** Activity **
All lines of the records below that contain the word "bool" must be listed.

** Source records **
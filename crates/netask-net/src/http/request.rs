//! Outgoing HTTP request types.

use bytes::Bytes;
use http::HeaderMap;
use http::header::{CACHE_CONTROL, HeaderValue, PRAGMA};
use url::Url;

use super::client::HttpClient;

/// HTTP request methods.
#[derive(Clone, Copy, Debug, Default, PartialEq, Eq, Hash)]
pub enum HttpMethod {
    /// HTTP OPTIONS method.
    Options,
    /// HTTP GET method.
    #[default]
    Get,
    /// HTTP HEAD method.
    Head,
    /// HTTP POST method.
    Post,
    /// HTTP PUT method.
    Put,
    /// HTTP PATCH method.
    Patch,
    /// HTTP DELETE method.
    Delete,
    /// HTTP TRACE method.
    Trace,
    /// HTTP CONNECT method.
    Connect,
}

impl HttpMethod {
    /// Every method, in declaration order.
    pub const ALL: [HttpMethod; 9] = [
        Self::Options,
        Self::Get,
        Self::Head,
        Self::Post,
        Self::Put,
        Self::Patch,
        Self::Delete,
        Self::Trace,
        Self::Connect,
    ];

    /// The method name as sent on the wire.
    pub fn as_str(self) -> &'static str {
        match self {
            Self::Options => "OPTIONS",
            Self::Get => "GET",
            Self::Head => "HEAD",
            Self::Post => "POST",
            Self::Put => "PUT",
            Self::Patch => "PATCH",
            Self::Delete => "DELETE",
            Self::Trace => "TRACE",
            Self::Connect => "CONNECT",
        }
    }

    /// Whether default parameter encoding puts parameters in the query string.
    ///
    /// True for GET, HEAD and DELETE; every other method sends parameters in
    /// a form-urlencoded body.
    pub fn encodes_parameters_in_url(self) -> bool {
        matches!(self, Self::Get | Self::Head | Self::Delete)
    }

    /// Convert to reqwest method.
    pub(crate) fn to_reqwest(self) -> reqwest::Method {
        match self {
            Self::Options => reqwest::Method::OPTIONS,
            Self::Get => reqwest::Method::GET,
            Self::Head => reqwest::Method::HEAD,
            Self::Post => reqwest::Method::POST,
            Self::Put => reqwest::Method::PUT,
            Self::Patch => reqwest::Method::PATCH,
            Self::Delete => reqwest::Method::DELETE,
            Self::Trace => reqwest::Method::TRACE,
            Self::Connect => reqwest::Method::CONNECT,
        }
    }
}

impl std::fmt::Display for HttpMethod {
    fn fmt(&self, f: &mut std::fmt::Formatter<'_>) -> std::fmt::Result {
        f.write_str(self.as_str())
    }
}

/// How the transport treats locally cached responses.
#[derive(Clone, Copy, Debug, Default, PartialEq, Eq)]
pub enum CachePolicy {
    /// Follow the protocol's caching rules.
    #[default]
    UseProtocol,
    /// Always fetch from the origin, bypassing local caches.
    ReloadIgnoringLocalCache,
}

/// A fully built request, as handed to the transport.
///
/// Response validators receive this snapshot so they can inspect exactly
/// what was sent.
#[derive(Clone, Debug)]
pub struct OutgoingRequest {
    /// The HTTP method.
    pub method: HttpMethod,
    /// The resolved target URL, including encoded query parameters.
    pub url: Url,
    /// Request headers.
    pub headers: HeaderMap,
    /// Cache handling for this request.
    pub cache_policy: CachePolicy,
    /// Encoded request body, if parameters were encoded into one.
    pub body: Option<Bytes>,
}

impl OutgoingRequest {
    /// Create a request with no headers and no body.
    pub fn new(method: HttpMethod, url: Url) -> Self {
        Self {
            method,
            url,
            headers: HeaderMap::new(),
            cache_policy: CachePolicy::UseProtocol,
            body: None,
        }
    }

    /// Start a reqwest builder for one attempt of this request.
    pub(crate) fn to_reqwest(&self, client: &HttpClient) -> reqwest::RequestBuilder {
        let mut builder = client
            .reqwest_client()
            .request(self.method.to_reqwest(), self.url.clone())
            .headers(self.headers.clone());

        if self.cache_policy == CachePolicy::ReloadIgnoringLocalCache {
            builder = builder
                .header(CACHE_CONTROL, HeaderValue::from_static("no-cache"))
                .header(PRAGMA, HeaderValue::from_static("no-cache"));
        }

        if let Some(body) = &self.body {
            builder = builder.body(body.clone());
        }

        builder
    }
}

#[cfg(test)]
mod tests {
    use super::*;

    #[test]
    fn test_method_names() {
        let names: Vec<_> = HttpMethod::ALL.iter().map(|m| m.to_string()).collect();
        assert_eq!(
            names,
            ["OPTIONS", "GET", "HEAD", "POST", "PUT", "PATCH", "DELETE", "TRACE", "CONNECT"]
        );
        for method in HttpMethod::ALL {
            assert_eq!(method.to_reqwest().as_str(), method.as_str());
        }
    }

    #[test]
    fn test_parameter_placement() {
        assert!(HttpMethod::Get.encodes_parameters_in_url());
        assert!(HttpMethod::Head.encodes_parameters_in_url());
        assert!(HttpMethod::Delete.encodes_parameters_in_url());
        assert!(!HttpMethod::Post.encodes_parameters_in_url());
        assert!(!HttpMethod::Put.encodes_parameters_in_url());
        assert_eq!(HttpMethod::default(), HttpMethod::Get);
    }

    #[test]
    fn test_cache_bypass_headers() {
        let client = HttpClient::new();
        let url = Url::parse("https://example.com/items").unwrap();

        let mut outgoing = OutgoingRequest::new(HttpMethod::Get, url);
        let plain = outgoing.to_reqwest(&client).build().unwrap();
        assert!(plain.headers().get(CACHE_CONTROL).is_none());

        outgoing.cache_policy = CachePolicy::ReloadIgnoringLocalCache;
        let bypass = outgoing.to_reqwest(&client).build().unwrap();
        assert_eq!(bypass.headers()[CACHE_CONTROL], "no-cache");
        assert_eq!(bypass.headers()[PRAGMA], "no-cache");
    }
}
==
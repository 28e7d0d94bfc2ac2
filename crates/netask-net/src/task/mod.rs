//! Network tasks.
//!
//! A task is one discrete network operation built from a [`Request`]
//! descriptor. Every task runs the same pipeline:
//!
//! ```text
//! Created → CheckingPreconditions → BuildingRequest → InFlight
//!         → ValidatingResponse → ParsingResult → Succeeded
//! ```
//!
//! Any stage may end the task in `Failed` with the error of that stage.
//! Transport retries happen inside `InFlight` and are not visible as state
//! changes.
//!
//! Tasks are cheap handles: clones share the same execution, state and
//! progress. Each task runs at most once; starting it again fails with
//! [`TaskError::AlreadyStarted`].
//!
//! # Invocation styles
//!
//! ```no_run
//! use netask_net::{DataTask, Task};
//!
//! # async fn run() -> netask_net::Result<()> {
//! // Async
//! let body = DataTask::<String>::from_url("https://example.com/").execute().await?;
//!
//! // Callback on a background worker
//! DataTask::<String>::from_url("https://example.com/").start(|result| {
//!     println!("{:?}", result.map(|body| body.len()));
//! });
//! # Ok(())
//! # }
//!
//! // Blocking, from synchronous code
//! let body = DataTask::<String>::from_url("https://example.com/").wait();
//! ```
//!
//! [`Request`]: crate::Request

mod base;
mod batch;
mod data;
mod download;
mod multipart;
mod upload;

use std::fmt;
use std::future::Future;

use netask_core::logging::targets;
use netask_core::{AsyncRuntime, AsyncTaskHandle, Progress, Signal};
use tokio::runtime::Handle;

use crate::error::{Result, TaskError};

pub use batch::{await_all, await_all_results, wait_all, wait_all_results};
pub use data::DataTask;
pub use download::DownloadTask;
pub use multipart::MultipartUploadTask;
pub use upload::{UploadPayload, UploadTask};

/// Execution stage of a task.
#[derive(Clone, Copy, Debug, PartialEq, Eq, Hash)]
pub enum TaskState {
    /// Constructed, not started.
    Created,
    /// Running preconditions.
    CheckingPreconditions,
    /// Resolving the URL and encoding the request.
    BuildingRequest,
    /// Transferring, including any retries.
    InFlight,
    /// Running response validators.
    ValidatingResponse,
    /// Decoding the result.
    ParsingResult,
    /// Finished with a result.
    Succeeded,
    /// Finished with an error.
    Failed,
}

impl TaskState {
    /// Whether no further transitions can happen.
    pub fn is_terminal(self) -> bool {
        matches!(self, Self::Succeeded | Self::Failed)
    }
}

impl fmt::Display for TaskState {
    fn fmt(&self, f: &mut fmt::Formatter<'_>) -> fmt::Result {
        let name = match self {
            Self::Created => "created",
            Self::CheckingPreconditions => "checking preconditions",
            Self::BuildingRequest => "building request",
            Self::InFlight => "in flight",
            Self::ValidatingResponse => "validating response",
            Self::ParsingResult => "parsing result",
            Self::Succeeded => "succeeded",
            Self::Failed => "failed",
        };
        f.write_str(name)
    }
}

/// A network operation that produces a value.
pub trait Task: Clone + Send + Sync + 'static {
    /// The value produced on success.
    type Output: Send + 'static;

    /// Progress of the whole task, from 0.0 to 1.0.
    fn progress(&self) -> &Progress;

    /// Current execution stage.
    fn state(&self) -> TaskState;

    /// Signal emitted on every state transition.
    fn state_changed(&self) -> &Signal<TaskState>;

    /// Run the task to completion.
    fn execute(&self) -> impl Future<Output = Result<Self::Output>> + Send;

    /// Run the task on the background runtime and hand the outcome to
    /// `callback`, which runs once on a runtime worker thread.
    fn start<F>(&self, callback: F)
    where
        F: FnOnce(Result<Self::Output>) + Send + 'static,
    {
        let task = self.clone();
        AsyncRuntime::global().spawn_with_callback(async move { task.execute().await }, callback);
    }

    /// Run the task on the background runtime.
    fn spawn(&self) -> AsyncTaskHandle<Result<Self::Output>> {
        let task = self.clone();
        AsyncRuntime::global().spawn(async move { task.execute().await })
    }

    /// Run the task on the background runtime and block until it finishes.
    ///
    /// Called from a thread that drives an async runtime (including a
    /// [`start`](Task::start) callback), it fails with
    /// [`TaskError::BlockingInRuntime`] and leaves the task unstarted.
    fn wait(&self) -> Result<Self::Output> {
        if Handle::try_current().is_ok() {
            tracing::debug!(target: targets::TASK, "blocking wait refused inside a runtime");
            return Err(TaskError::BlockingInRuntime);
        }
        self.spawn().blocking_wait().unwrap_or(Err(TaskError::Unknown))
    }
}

** Response **
    pub fn encodes_parameters_in_url(self) -> bool {
    pub fn is_terminal(self) -> bool {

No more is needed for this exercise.